▶ _PROMPT_
Examine the records and identify each line that includes the string "const". Copy those lines.

===== RECORD SET =====

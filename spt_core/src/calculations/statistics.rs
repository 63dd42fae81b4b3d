//! # SPT Statistics
//!
//! Aggregations over the sample list of one sounding: summary statistics,
//! resistance histogram, refusal and soft-layer detection, a foundation-depth
//! suggestion and the admissible stress at that depth.
//!
//! Everything reads the *stored* `nspt_2a_3a` of each sample; blow counts are
//! never re-derived here. Empty inputs give empty or all-zero results.
//!
//! ## Example
//!
//! ```rust
//! use spt_core::calculations::statistics::summary_statistics;
//! use spt_core::sounding::Sample;
//!
//! let samples = vec![
//!     Sample::new(1, 1.0, None, 2, 3),
//!     Sample::new(2, 2.0, None, 4, 5),
//! ];
//! let stats = summary_statistics(&samples);
//! assert_eq!(stats.count, 2);
//! assert_eq!(stats.median, 7.0);
//! ```

use std::collections::BTreeMap;

use serde::{Deserialize, Serialize};

use super::nbr::{self, round_to, REFUSAL_PENETRATION_CM};
use crate::config::AnalysisSettings;
use crate::errors::{SptError, SptResult};
use crate::sounding::Sample;

/// Nominal thickness represented by one sample (the 45 cm of sampler drive)
pub const SAMPLE_THICKNESS_M: f64 = 0.45;
/// Liquefaction screening only looks at the top 20 m
const LIQUEFACTION_MAX_DEPTH_M: f64 = 20.0;
/// Slack for accumulated float thickness comparisons
const THICKNESS_TOLERANCE: f64 = 1e-9;

/// Summary of the NSPT values of one sounding.
#[derive(Debug, Clone, Default, PartialEq, Serialize, Deserialize)]
pub struct SummaryStatistics {
    pub count: usize,
    pub min: i32,
    pub max: i32,
    pub mean: f64,
    pub median: f64,
    pub max_depth_m: f64,
}

/// Histogram of samples per resistance band.
#[derive(Debug, Clone, Default, PartialEq, Eq, Serialize, Deserialize)]
pub struct ResistanceProfile {
    /// NSPT <= 4
    pub very_low: usize,
    /// NSPT <= 10
    pub low: usize,
    /// NSPT <= 30
    pub medium: usize,
    /// NSPT <= 50
    pub high: usize,
    /// NSPT > 50
    pub very_high: usize,
}

/// A sample that met the refusal criterion.
#[derive(Debug, Clone, PartialEq, Serialize, Deserialize)]
pub struct ImpenetrableLayer {
    pub depth_m: f64,
    pub nspt: i32,
    pub penetration_cm: f64,
    pub sample_number: u32,
}

/// A contiguous run of samples satisfying an NSPT condition.
#[derive(Debug, Clone, PartialEq, Serialize, Deserialize)]
pub struct DepthRun {
    pub depth_from_m: f64,
    pub depth_to_m: f64,
    pub thickness_m: f64,
    pub mean_nspt: f64,
}

/// Admissible stress estimate at a foundation depth.
#[derive(Debug, Clone, PartialEq, Serialize, Deserialize)]
pub struct AdmissibleStress {
    pub depth_m: f64,
    pub mean_nspt: f64,
    /// Bearing capacity before the safety factor (kPa)
    pub bearing_capacity_kpa: f64,
    /// Bearing capacity divided by the safety factor (kPa)
    pub admissible_stress_kpa: f64,
    pub safety_factor: u32,
}

#[derive(Debug, Clone, Copy, PartialEq, Eq, Serialize, Deserialize)]
#[serde(rename_all = "snake_case")]
pub enum RiskLevel {
    Moderado,
    Alto,
}

/// A submerged sample with low corrected NSPT.
#[derive(Debug, Clone, PartialEq, Serialize, Deserialize)]
pub struct LiquefactionRisk {
    pub depth_m: f64,
    pub nspt: i32,
    pub corrected_nspt: f64,
    pub level: RiskLevel,
}

/// Series for the NSPT-versus-depth plot.
#[derive(Debug, Clone, Default, PartialEq, Serialize, Deserialize)]
pub struct NsptChart {
    pub labels: Vec<String>,
    pub nspt: Vec<i32>,
    pub depths_m: Vec<f64>,
}

/// A sample meeting the refusal criterion under the configured blow limit.
#[derive(Debug, Clone, PartialEq, Serialize, Deserialize)]
pub struct SampleRefusal {
    pub sample_number: u32,
    pub depth_m: f64,
    pub reason: String,
}

/// Everything the configured geotechnical analysis produces for one sounding.
#[derive(Debug, Clone, Default, PartialEq, Serialize, Deserialize)]
pub struct SoundingAnalysis {
    pub soft_layers: Vec<DepthRun>,
    pub foundation: Option<DepthRun>,
    pub admissible_stress: Option<AdmissibleStress>,
    pub liquefaction: Vec<LiquefactionRisk>,
    #[serde(default)]
    pub refusals: Vec<SampleRefusal>,
}

fn sorted_by_depth(samples: &[Sample]) -> Vec<&Sample> {
    let mut sorted: Vec<&Sample> = samples.iter().collect();
    sorted.sort_by(|a, b| a.initial_depth_m.total_cmp(&b.initial_depth_m));
    sorted
}

/// Count, min, max, mean, median and deepest sample.
pub fn summary_statistics(samples: &[Sample]) -> SummaryStatistics {
    if samples.is_empty() {
        return SummaryStatistics::default();
    }

    let mut values: Vec<i32> = samples.iter().map(|s| s.nspt_2a_3a()).collect();
    values.sort_unstable();

    let count = values.len();
    let median = if count % 2 == 0 {
        (values[count / 2 - 1] + values[count / 2]) as f64 / 2.0
    } else {
        values[count / 2] as f64
    };
    let sum: i32 = values.iter().sum();
    let max_depth_m = samples
        .iter()
        .map(|s| s.initial_depth_m)
        .fold(f64::MIN, f64::max);

    SummaryStatistics {
        count,
        min: values[0],
        max: values[count - 1],
        mean: round_to(sum as f64 / count as f64, 1),
        median: round_to(median, 1),
        max_depth_m,
    }
}

/// Histogram over the five resistance bands.
pub fn resistance_profile(samples: &[Sample]) -> ResistanceProfile {
    let mut profile = ResistanceProfile::default();
    for sample in samples {
        match sample.nspt_2a_3a() {
            n if n <= 4 => profile.very_low += 1,
            n if n <= 10 => profile.low += 1,
            n if n <= 30 => profile.medium += 1,
            n if n <= 50 => profile.high += 1,
            _ => profile.very_high += 1,
        }
    }
    profile
}

/// Samples flagged as blow-limited, or with NSPT > 50 short of full penetration.
pub fn identify_impenetrable_layers(samples: &[Sample]) -> Vec<ImpenetrableLayer> {
    samples
        .iter()
        .filter(|s| {
            s.blow_limit || (s.nspt_2a_3a() > 50 && s.penetration_cm < REFUSAL_PENETRATION_CM)
        })
        .map(|s| ImpenetrableLayer {
            depth_m: s.initial_depth_m,
            nspt: s.nspt_2a_3a(),
            penetration_cm: s.penetration_cm,
            sample_number: s.number,
        })
        .collect()
}

fn close_run(samples: &[Sample], from: f64, to: f64) -> DepthRun {
    DepthRun {
        depth_from_m: from,
        depth_to_m: to,
        thickness_m: round_to(to - from, 2),
        mean_nspt: nbr::mean_nspt_in_range(samples, from, to),
    }
}

/// Contiguous runs with NSPT <= `nspt_max` at least `min_thickness_m` thick.
///
/// Each sample stands for [`SAMPLE_THICKNESS_M`] of soil below its initial depth.
pub fn detect_soft_layers(
    samples: &[Sample],
    nspt_max: i32,
    min_thickness_m: f64,
) -> Vec<DepthRun> {
    let mut runs = Vec::new();
    let mut current: Option<(f64, f64)> = None;

    for sample in sorted_by_depth(samples) {
        if sample.nspt_2a_3a() <= nspt_max {
            let end = sample.initial_depth_m + SAMPLE_THICKNESS_M;
            current = match current {
                Some((start, _)) => Some((start, end)),
                None => Some((sample.initial_depth_m, end)),
            };
        } else if let Some((start, end)) = current.take() {
            if end - start + THICKNESS_TOLERANCE >= min_thickness_m {
                runs.push(close_run(samples, start, end));
            }
        }
    }

    if let Some((start, end)) = current {
        if end - start + THICKNESS_TOLERANCE >= min_thickness_m {
            runs.push(close_run(samples, start, end));
        }
    }

    runs
}

/// First run with NSPT >= `nspt_min` reaching `min_thickness_m`.
pub fn suggest_foundation_depth(
    samples: &[Sample],
    nspt_min: i32,
    min_thickness_m: f64,
) -> Option<DepthRun> {
    let mut start: Option<f64> = None;

    for sample in sorted_by_depth(samples) {
        if sample.nspt_2a_3a() < nspt_min {
            start = None;
            continue;
        }

        let from = *start.get_or_insert(sample.initial_depth_m);
        let to = sample.initial_depth_m + SAMPLE_THICKNESS_M;
        if to - from + THICKNESS_TOLERANCE >= min_thickness_m {
            return Some(close_run(samples, from, to));
        }
    }

    None
}

/// Admissible stress from the samples between `depth - 0.5` and `depth + 1.5` m.
///
/// Returns `Ok(None)` when no sample falls in that band.
///
/// # Errors
///
/// `InvalidInput` for a zero safety factor or a non-positive base width.
pub fn estimate_admissible_stress(
    samples: &[Sample],
    foundation_depth_m: f64,
    base_width_m: f64,
    safety_factor: u32,
) -> SptResult<Option<AdmissibleStress>> {
    if safety_factor == 0 {
        return Err(SptError::invalid_input(
            "safety_factor",
            "0",
            "Safety factor must be at least 1",
        ));
    }

    let from = foundation_depth_m - 0.5;
    let to = foundation_depth_m + 1.5;
    let in_band: Vec<Sample> = samples
        .iter()
        .filter(|s| s.initial_depth_m >= from && s.initial_depth_m <= to)
        .cloned()
        .collect();

    if in_band.is_empty() {
        return Ok(None);
    }

    let mean_nspt = nbr::mean_nspt_in_range(&in_band, from, to);
    // The capacity formula works on whole blow counts
    let capacity =
        nbr::bearing_capacity_terzaghi(mean_nspt as i32, base_width_m, foundation_depth_m)?;

    Ok(Some(AdmissibleStress {
        depth_m: foundation_depth_m,
        mean_nspt,
        bearing_capacity_kpa: capacity,
        admissible_stress_kpa: round_to(capacity / safety_factor as f64, 2),
        safety_factor,
    }))
}

/// Submerged samples in the top 20 m whose corrected NSPT is below 10.
pub fn liquefaction_risk(samples: &[Sample], water_table_m: f64) -> Vec<LiquefactionRisk> {
    samples
        .iter()
        .filter(|s| {
            s.initial_depth_m > water_table_m && s.initial_depth_m < LIQUEFACTION_MAX_DEPTH_M
        })
        .filter_map(|s| {
            let corrected =
                nbr::corrected_nspt(s.nspt_2a_3a(), s.initial_depth_m, Some(water_table_m));
            if corrected >= 10.0 {
                return None;
            }
            Some(LiquefactionRisk {
                depth_m: s.initial_depth_m,
                nspt: s.nspt_2a_3a(),
                corrected_nspt: corrected,
                level: if corrected < 5.0 {
                    RiskLevel::Alto
                } else {
                    RiskLevel::Moderado
                },
            })
        })
        .collect()
}

/// Summary statistics for several soundings, keyed by sounding code.
pub fn compare_soundings<'a>(
    soundings: impl IntoIterator<Item = (&'a str, &'a [Sample])>,
) -> BTreeMap<String, SummaryStatistics> {
    soundings
        .into_iter()
        .map(|(code, samples)| (code.to_string(), summary_statistics(samples)))
        .collect()
}

/// Labels `SP-<n>`, NSPT values and depths in sample order.
pub fn chart_data(samples: &[Sample]) -> NsptChart {
    let mut chart = NsptChart::default();
    for sample in samples {
        chart.labels.push(format!("SP-{}", sample.number));
        chart.nspt.push(sample.nspt_2a_3a());
        chart.depths_m.push(sample.initial_depth_m);
    }
    chart
}

/// Samples whose stored NSPT reaches `blow_limit` short of 45 cm, in depth order.
pub fn refusals(samples: &[Sample], blow_limit: i32) -> Vec<SampleRefusal> {
    sorted_by_depth(samples)
        .into_iter()
        .filter_map(|s| {
            let check = nbr::refusal_check(s.nspt_2a_3a(), s.penetration_cm, blow_limit);
            check.impenetrable.then(|| SampleRefusal {
                sample_number: s.number,
                depth_m: s.initial_depth_m,
                reason: check.reason,
            })
        })
        .collect()
}

/// Run the configured soft-layer, foundation, stress, liquefaction and
/// refusal analyses.
///
/// # Errors
///
/// Propagates invalid `settings` (zero base width or safety factor).
pub fn analyze(
    samples: &[Sample],
    water_table_m: Option<f64>,
    settings: &AnalysisSettings,
) -> SptResult<SoundingAnalysis> {
    let soft_layers = detect_soft_layers(
        samples,
        settings.soft_layer_max_nspt,
        settings.soft_layer_min_thickness_m,
    );
    let foundation = suggest_foundation_depth(
        samples,
        settings.foundation_min_nspt,
        settings.foundation_min_thickness_m,
    );
    let admissible_stress = match &foundation {
        Some(run) => estimate_admissible_stress(
            samples,
            run.depth_from_m,
            settings.base_width_m,
            settings.safety_factor,
        )?,
        None => None,
    };
    let liquefaction = match water_table_m {
        Some(depth) => liquefaction_risk(samples, depth),
        None => Vec::new(),
    };

    Ok(SoundingAnalysis {
        soft_layers,
        foundation,
        admissible_stress,
        liquefaction,
        refusals: refusals(samples, settings.blow_limit),
    })
}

=====

▶ _YOUR RESPONSE_
pub const SAMPLE_THICKNESS_M: f64 = 0.45;
const LIQUEFACTION_MAX_DEPTH_M: f64 = 20.0;
const THICKNESS_TOLERANCE: f64 = 1e-9;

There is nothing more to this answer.